*Exercise instructions*. In the entries below, count every line containing "PlatformLink". Reply with the number alone.
/---
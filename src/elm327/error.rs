//! Error types for ELM327 adapters

use thiserror::Error;

#[derive(Error, Debug)]
pub enum Error {
    /// The adapter answered `?` to a command.
    #[error("Command not understood: {0}")]
    Command(String),
    /// The adapter reported a problem on the vehicle bus, e.g. `CAN ERROR` or `BUFFER FULL`.
    #[error("Bus error: {0}")]
    Bus(String),
    #[error("Unexpected response to {command}: {response}")]
    UnexpectedResponse { command: String, response: String },
    #[error(transparent)]
    SerialPort(#[from] serialport::Error),
}
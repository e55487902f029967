//! # The ecu-link Crate
//! Blocking communication stack for vehicle ECUs: UDS (ISO 14229) on top of ISO-TP (ISO 15765-2), carried over
//! SocketCAN, SAE J2534 pass-through devices or ELM327 serial adapters. The same UDS code runs unchanged on every transport.
//!
//! ## CAN Example
//!
//! Open a SocketCAN interface and print all frames received within one second of each other.
//!
//! ```rust,no_run
//! use std::time::Duration;
//! use ecu_link::can::CanAdapter;
//!
//! fn can_example() -> ecu_link::Result<()> {
//!     let mut adapter = ecu_link::socketcan::SocketCan::open("can0")?;
//!
//!     while let Some(frame) = adapter.recv(Duration::from_secs(1))? {
//!         let id: u32 = frame.id.into();
//!         println!("0x{:x}\t{}", id, hex::encode(frame.data));
//!     }
//!     Ok(())
//! }
//! ```
//!
//! ## UDS Example
//!
//! A [`datalink::DataLink`] picks the transport, a [`datalink::PlatformLink`] adds the ECU addressing. Every call blocks
//! until the ECU answered or the configured timeout passed.
//!
//! ```rust,no_run
//! use ecu_link::datalink::{DataLink, DataLinkConfig, PlatformConfig, PlatformLink};
//! use ecu_link::uds::DataIdentifier;
//!
//! fn uds_example() -> ecu_link::Result<()> {
//!     let link = DataLink::new(DataLinkConfig::elm327("/dev/ttyUSB0", 38400));
//!     let platform = PlatformConfig::new("obd", 0x7e0.into(), 0x7e8.into());
//!     let mut uds = PlatformLink::new(link, platform).uds()?;
//!
//!     let response = uds.read_data_by_identifier(DataIdentifier::Vin as u16)?;
//!     println!("VIN: {}", hex::encode(response));
//!     Ok(())
//! }
//! ```
//!
//! ## Supported adapters
//!  - SocketCAN (Linux only, `socketcan` feature)
//!  - J2534 pass-through devices (`j2534` feature)
//!  - ELM327 and compatible serial adapters (`elm327` feature)
//!

pub mod can;
pub mod datalink;
mod error;
pub mod isotp;
pub mod uds;

pub use error::Error;
pub type Result<T> = std::result::Result<T, Error>;

#[cfg(all(target_os = "linux", feature = "socketcan"))]
pub mod socketcan;

#[cfg(feature = "j2534")]
pub mod j2534;

#[cfg(feature = "elm327")]
pub mod elm327;
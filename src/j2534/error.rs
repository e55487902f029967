//! Error types for J2534 pass-through devices

use thiserror::Error;

/// Status codes returned by the PassThru API (SAE J2534-1 v04.04).
#[derive(Debug, Copy, Clone, Eq, PartialEq)]
pub enum StatusCode {
    NotSupported,
    InvalidChannelId,
    InvalidProtocolId,
    NullParameter,
    InvalidIoctlValue,
    InvalidFlags,
    Failed,
    DeviceNotConnected,
    Timeout,
    InvalidMsg,
    InvalidTimeInterval,
    ExceededLimit,
    InvalidMsgId,
    DeviceInUse,
    InvalidIoctlId,
    BufferEmpty,
    BufferFull,
    BufferOverflow,
    PinInvalid,
    ChannelInUse,
    MsgProtocolId,
    InvalidFilterId,
    NoFlowControl,
    NotUnique,
    InvalidBaudrate,
    InvalidDeviceId,
    Unknown(i32),
}

impl From<i32> for StatusCode {
    fn from(code: i32) -> StatusCode {
        match code {
            0x01 => StatusCode::NotSupported,
            0x02 => StatusCode::InvalidChannelId,
            0x03 => StatusCode::InvalidProtocolId,
            0x04 => StatusCode::NullParameter,
            0x05 => StatusCode::InvalidIoctlValue,
            0x06 => StatusCode::InvalidFlags,
            0x07 => StatusCode::Failed,
            0x08 => StatusCode::DeviceNotConnected,
            0x09 => StatusCode::Timeout,
            0x0a => StatusCode::InvalidMsg,
            0x0b => StatusCode::InvalidTimeInterval,
            0x0c => StatusCode::ExceededLimit,
            0x0d => StatusCode::InvalidMsgId,
            0x0e => StatusCode::DeviceInUse,
            0x0f => StatusCode::InvalidIoctlId,
            0x10 => StatusCode::BufferEmpty,
            0x11 => StatusCode::BufferFull,
            0x12 => StatusCode::BufferOverflow,
            0x13 => StatusCode::PinInvalid,
            0x14 => StatusCode::ChannelInUse,
            0x15 => StatusCode::MsgProtocolId,
            0x16 => StatusCode::InvalidFilterId,
            0x17 => StatusCode::NoFlowControl,
            0x18 => StatusCode::NotUnique,
            0x19 => StatusCode::InvalidBaudrate,
            0x1a => StatusCode::InvalidDeviceId,
            _ => StatusCode::Unknown(code),
        }
    }
}

#[derive(Error, Debug, Clone, PartialEq)]
pub enum Error {
    /// A PassThru call failed. `message` is the driver's PassThruGetLastError text.
    #[error("J2534 {code:?}: {message}")]
    Status { code: StatusCode, message: String },
    #[error("Failed to load J2534 library: {0}")]
    LoadFailed(String),
    #[error("J2534 library does not export {0}")]
    MissingSymbol(&'static str),
    #[error("Message of {0} bytes exceeds the pass-through limit")]
    MessageTooLarge(usize),
}

impl Error {
    pub fn status(&self) -> Option<StatusCode> {
        match self {
            Error::Status { code, .. } => Some(*code),
            _ => None,
        }
    }
}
\---
*Output*. 3